Look through the entries below and extract exactly the lines from the one containing "use regex::Regex;" through the one containing "pub fn extract_references(css: &str)", ends included.

---*---

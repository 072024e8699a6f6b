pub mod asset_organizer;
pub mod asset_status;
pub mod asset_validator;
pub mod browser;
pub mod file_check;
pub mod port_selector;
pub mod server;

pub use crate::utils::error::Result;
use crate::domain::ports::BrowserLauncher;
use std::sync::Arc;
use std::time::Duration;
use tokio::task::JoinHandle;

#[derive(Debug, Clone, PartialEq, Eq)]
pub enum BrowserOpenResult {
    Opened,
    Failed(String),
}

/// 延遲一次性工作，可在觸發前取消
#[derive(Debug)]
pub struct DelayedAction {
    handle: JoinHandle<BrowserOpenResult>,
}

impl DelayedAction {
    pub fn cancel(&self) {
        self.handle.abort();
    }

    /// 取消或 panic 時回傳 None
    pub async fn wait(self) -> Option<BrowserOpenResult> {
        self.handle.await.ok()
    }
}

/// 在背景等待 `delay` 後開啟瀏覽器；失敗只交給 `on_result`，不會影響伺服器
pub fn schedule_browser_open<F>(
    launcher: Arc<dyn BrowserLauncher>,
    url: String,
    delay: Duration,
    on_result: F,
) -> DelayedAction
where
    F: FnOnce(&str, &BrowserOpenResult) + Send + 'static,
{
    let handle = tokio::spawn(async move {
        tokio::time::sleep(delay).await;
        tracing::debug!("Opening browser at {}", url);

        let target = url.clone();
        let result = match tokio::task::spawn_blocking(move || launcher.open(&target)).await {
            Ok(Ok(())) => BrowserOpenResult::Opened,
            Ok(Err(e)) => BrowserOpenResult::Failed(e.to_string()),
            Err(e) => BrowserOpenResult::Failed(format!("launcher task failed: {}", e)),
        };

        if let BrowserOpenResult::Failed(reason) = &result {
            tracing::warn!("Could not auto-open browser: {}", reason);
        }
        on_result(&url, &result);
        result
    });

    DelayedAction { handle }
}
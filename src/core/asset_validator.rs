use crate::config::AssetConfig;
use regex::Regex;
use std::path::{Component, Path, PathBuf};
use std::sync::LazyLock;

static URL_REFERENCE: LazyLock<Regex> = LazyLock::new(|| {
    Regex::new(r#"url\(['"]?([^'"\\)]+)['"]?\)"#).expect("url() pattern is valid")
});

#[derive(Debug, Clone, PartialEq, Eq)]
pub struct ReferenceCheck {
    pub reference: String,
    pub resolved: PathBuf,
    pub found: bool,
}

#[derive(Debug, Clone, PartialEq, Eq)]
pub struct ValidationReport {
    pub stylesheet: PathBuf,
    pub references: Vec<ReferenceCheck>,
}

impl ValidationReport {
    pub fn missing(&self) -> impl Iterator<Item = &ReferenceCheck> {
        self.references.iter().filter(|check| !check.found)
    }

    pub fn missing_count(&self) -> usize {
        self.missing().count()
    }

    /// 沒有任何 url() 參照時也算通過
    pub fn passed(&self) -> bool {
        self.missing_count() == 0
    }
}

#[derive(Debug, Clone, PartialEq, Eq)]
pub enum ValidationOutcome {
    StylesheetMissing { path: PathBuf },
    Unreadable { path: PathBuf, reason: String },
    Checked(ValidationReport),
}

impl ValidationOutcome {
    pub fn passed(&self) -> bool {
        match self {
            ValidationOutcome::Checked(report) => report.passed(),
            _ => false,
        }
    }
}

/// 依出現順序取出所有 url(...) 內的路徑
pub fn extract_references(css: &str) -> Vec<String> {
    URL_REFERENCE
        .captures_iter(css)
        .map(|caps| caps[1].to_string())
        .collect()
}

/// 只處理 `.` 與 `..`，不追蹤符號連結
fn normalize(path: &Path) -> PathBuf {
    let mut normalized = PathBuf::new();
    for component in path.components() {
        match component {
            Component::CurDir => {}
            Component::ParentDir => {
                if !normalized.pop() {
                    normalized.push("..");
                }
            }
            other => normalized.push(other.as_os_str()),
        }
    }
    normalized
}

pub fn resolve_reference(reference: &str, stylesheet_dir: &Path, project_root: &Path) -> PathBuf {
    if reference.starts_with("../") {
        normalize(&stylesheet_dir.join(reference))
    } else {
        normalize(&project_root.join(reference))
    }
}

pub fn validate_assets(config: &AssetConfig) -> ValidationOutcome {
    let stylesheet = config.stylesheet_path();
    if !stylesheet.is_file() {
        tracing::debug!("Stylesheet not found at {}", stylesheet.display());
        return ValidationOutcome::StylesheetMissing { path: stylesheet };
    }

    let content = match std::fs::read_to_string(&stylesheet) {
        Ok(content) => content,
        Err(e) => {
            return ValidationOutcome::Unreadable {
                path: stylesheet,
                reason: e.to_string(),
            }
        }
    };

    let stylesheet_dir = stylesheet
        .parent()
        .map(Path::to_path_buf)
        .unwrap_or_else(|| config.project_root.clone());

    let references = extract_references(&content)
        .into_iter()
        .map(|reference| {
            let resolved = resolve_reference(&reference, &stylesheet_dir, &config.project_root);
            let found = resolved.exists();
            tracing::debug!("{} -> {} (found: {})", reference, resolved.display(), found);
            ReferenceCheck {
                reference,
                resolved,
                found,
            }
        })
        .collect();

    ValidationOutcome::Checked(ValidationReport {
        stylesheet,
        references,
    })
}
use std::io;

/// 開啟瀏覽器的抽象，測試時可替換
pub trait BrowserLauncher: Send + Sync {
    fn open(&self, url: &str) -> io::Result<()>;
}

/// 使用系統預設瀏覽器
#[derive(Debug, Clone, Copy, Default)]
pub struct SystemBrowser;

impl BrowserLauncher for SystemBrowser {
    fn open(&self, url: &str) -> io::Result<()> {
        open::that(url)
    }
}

---*---

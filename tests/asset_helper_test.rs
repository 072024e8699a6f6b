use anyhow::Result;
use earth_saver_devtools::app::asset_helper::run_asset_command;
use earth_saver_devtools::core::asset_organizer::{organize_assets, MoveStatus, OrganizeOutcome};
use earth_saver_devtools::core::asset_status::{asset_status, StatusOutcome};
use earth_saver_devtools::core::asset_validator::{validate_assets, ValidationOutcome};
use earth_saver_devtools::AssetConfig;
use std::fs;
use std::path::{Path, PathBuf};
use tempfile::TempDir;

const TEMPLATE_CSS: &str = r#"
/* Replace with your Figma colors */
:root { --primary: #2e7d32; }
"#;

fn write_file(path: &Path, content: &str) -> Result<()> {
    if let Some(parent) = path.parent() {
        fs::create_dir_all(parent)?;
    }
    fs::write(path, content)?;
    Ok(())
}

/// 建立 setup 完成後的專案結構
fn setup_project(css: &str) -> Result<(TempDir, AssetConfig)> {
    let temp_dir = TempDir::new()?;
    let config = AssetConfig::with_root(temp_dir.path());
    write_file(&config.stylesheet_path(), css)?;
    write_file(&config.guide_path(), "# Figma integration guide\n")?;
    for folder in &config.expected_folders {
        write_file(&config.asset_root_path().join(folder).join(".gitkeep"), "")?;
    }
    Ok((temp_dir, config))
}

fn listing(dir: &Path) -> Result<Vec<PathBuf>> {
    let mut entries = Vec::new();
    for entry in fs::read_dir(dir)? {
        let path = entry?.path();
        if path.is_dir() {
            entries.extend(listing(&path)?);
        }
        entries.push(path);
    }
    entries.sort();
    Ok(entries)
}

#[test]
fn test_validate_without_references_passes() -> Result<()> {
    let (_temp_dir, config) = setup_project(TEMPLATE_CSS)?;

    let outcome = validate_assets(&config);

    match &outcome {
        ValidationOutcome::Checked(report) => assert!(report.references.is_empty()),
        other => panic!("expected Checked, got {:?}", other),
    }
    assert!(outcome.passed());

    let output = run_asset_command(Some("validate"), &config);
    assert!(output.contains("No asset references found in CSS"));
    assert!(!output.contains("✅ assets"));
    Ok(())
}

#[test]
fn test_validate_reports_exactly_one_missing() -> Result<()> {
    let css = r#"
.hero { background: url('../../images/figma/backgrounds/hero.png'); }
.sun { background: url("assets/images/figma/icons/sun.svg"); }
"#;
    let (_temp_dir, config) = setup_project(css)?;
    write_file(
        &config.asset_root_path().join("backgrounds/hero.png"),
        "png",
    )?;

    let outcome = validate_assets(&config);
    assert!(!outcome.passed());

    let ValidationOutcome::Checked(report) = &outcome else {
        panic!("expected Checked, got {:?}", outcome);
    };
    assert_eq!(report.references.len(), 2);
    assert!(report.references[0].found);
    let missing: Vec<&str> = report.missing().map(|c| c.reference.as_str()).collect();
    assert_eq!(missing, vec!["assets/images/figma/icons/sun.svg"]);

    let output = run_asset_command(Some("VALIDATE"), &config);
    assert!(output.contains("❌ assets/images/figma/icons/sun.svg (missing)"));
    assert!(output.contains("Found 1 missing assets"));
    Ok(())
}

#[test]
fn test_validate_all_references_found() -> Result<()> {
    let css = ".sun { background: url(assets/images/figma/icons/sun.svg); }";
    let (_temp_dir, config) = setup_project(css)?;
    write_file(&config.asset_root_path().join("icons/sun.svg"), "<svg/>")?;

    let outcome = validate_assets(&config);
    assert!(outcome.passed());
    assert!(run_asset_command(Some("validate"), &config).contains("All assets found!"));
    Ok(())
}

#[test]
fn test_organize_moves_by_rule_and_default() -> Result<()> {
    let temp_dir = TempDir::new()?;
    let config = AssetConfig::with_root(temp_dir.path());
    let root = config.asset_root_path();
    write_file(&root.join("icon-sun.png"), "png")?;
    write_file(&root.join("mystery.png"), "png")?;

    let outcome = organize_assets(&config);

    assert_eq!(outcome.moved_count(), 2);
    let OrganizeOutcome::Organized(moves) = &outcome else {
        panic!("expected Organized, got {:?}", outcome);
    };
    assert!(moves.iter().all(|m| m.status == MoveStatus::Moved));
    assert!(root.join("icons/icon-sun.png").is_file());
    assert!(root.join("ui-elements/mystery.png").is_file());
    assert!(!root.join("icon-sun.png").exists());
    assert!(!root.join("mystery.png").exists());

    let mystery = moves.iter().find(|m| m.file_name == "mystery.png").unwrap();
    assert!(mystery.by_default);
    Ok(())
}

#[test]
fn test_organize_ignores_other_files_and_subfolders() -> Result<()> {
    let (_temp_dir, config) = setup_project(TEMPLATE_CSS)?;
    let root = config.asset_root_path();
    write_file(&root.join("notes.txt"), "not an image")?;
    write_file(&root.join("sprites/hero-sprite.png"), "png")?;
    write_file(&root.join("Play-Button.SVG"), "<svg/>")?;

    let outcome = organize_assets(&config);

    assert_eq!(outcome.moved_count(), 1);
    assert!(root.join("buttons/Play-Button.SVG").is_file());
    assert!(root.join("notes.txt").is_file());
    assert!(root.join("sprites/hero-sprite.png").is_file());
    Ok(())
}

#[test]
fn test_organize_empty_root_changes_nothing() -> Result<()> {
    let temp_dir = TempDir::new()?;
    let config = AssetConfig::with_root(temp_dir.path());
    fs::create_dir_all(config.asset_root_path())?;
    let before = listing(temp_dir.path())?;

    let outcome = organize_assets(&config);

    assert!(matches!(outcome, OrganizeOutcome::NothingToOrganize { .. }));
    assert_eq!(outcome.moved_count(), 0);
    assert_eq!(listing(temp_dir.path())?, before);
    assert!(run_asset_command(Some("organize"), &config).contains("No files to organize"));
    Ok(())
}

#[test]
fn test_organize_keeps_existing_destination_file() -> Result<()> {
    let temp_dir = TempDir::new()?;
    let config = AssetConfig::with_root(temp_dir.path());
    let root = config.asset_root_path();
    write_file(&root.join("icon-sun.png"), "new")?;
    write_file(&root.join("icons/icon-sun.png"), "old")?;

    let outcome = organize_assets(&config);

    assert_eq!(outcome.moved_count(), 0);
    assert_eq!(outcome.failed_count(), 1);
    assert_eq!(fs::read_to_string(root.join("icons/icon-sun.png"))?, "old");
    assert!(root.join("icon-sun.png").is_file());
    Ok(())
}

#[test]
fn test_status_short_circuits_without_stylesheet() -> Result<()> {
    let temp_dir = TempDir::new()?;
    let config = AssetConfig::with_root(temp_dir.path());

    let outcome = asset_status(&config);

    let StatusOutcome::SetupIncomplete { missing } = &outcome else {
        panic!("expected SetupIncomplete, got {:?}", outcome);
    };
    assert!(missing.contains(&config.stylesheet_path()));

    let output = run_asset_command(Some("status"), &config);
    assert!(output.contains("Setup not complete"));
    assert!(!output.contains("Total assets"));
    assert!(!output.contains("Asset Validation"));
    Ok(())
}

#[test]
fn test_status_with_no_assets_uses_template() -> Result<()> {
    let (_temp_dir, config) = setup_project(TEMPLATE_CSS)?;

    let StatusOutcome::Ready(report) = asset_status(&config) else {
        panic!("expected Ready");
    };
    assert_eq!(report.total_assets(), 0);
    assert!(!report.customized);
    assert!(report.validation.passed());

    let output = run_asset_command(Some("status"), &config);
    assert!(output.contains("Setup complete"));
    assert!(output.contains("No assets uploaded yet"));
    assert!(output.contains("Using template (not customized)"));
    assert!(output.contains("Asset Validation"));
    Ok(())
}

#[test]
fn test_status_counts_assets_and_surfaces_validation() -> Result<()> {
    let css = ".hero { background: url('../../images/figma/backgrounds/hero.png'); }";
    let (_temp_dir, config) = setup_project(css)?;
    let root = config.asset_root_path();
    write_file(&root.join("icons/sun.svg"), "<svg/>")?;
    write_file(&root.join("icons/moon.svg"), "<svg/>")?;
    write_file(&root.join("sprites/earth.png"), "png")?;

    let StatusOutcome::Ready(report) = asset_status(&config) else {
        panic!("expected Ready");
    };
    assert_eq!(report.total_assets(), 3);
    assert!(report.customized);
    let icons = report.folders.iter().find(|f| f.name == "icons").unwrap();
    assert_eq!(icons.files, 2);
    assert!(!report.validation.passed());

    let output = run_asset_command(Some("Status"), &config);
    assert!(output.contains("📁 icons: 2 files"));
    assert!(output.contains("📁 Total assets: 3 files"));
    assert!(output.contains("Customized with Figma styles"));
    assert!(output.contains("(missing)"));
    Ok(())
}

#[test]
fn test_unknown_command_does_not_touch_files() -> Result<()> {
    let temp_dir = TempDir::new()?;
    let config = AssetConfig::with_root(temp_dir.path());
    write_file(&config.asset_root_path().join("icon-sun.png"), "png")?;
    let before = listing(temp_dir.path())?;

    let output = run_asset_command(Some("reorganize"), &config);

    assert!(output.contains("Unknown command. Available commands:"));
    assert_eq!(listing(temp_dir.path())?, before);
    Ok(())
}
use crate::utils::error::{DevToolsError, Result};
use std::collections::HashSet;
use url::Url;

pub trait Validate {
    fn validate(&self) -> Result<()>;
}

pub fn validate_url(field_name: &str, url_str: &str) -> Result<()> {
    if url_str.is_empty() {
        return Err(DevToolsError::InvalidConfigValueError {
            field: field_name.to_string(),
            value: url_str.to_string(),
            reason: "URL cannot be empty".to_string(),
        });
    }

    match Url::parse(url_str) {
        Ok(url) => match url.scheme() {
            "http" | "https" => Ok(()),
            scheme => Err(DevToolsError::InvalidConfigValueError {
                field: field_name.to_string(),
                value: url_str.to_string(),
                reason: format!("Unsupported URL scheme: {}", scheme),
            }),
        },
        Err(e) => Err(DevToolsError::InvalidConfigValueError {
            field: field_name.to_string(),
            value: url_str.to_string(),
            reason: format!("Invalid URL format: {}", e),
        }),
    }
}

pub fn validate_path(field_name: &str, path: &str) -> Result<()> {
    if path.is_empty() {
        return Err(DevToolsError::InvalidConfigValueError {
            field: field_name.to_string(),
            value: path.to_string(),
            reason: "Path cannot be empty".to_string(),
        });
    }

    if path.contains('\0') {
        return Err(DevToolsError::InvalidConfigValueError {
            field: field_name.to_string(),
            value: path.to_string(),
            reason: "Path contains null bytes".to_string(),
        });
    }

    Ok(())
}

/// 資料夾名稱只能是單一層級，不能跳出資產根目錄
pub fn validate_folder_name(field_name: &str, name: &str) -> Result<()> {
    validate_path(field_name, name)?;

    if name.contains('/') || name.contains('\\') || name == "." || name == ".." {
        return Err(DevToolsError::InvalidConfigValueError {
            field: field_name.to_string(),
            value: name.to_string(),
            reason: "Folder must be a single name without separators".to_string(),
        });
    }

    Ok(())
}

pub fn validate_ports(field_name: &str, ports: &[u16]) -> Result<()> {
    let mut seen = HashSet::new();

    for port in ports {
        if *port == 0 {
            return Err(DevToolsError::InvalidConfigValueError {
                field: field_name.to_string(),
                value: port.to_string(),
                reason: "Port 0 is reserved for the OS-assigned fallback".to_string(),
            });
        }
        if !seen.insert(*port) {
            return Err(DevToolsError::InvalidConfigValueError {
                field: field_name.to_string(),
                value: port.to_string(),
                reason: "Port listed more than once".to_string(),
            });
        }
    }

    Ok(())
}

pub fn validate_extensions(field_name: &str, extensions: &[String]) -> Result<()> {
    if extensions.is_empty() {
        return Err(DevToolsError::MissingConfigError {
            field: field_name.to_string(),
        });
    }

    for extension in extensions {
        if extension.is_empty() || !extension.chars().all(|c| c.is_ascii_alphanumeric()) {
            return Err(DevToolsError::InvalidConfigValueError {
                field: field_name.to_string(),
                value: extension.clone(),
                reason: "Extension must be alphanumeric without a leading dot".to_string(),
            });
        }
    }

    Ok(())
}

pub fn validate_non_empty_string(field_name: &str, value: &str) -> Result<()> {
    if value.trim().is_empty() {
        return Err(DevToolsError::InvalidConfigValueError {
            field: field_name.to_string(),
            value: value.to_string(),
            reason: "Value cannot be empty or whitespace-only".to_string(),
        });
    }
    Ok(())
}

---*---

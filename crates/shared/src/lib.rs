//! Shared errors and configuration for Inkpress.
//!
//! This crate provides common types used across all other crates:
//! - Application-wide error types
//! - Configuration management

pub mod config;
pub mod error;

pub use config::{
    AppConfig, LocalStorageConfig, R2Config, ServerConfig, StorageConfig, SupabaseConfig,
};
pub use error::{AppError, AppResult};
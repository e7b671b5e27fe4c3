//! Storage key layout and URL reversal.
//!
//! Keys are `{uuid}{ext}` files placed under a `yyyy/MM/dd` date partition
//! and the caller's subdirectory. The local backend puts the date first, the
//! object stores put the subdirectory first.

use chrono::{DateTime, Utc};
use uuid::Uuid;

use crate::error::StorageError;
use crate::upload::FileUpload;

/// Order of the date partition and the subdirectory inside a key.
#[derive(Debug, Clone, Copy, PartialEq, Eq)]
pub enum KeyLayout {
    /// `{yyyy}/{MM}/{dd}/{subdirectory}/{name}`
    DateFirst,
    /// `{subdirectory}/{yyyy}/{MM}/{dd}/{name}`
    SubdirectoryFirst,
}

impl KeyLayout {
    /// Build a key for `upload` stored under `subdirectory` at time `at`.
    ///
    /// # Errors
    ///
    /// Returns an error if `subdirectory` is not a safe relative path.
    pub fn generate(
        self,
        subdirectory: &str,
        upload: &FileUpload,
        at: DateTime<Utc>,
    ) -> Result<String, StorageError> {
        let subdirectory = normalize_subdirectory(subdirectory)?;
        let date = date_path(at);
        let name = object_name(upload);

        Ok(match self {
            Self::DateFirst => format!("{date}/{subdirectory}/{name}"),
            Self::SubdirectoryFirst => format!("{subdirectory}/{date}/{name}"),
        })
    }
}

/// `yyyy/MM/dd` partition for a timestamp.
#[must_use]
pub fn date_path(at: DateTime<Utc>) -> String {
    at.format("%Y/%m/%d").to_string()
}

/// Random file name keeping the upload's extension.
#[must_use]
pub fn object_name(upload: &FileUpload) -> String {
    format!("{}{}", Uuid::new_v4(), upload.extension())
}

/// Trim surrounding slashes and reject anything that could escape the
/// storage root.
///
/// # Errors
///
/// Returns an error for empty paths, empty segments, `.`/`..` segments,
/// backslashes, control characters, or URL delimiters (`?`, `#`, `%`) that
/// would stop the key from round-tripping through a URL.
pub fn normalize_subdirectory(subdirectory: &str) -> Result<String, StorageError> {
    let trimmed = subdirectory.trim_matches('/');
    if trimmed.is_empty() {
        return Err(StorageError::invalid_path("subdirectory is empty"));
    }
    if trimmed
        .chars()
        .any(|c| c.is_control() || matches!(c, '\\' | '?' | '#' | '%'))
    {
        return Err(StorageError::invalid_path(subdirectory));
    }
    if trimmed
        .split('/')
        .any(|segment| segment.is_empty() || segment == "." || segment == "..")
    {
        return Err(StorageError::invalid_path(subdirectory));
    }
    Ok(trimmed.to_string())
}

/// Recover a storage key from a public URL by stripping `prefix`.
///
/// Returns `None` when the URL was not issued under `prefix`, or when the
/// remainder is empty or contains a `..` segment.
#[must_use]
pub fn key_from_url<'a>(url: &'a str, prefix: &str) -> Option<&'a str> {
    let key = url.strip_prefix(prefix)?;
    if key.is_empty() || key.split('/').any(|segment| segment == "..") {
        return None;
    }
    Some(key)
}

---*---

* [RESPONSE]:
use regex::Regex;
use std::path::{Component, Path, PathBuf};
use std::sync::LazyLock;

static URL_REFERENCE: LazyLock<Regex> = LazyLock::new(|| {
    Regex::new(r#"url\(['"]?([^'"\\)]+)['"]?\)"#).expect("url() pattern is valid")
});

#[derive(Debug, Clone, PartialEq, Eq)]
pub struct ReferenceCheck {
    pub reference: String,
    pub resolved: PathBuf,
    pub found: bool,
}

#[derive(Debug, Clone, PartialEq, Eq)]
pub struct ValidationReport {
    pub stylesheet: PathBuf,
    pub references: Vec<ReferenceCheck>,
}

impl ValidationReport {
    pub fn missing(&self) -> impl Iterator<Item = &ReferenceCheck> {
        self.references.iter().filter(|check| !check.found)
    }

    pub fn missing_count(&self) -> usize {
        self.missing().count()
    }

    /// 沒有任何 url() 參照時也算通過
    pub fn passed(&self) -> bool {
        self.missing_count() == 0
    }
}

#[derive(Debug, Clone, PartialEq, Eq)]
pub enum ValidationOutcome {
    StylesheetMissing { path: PathBuf },
    Unreadable { path: PathBuf, reason: String },
    Checked(ValidationReport),
}

impl ValidationOutcome {
    pub fn passed(&self) -> bool {
        match self {
            ValidationOutcome::Checked(report) => report.passed(),
            _ => false,
        }
    }
}

/// 依出現順序取出所有 url(...) 內的路徑
pub fn extract_references(css: &str) -> Vec<String> {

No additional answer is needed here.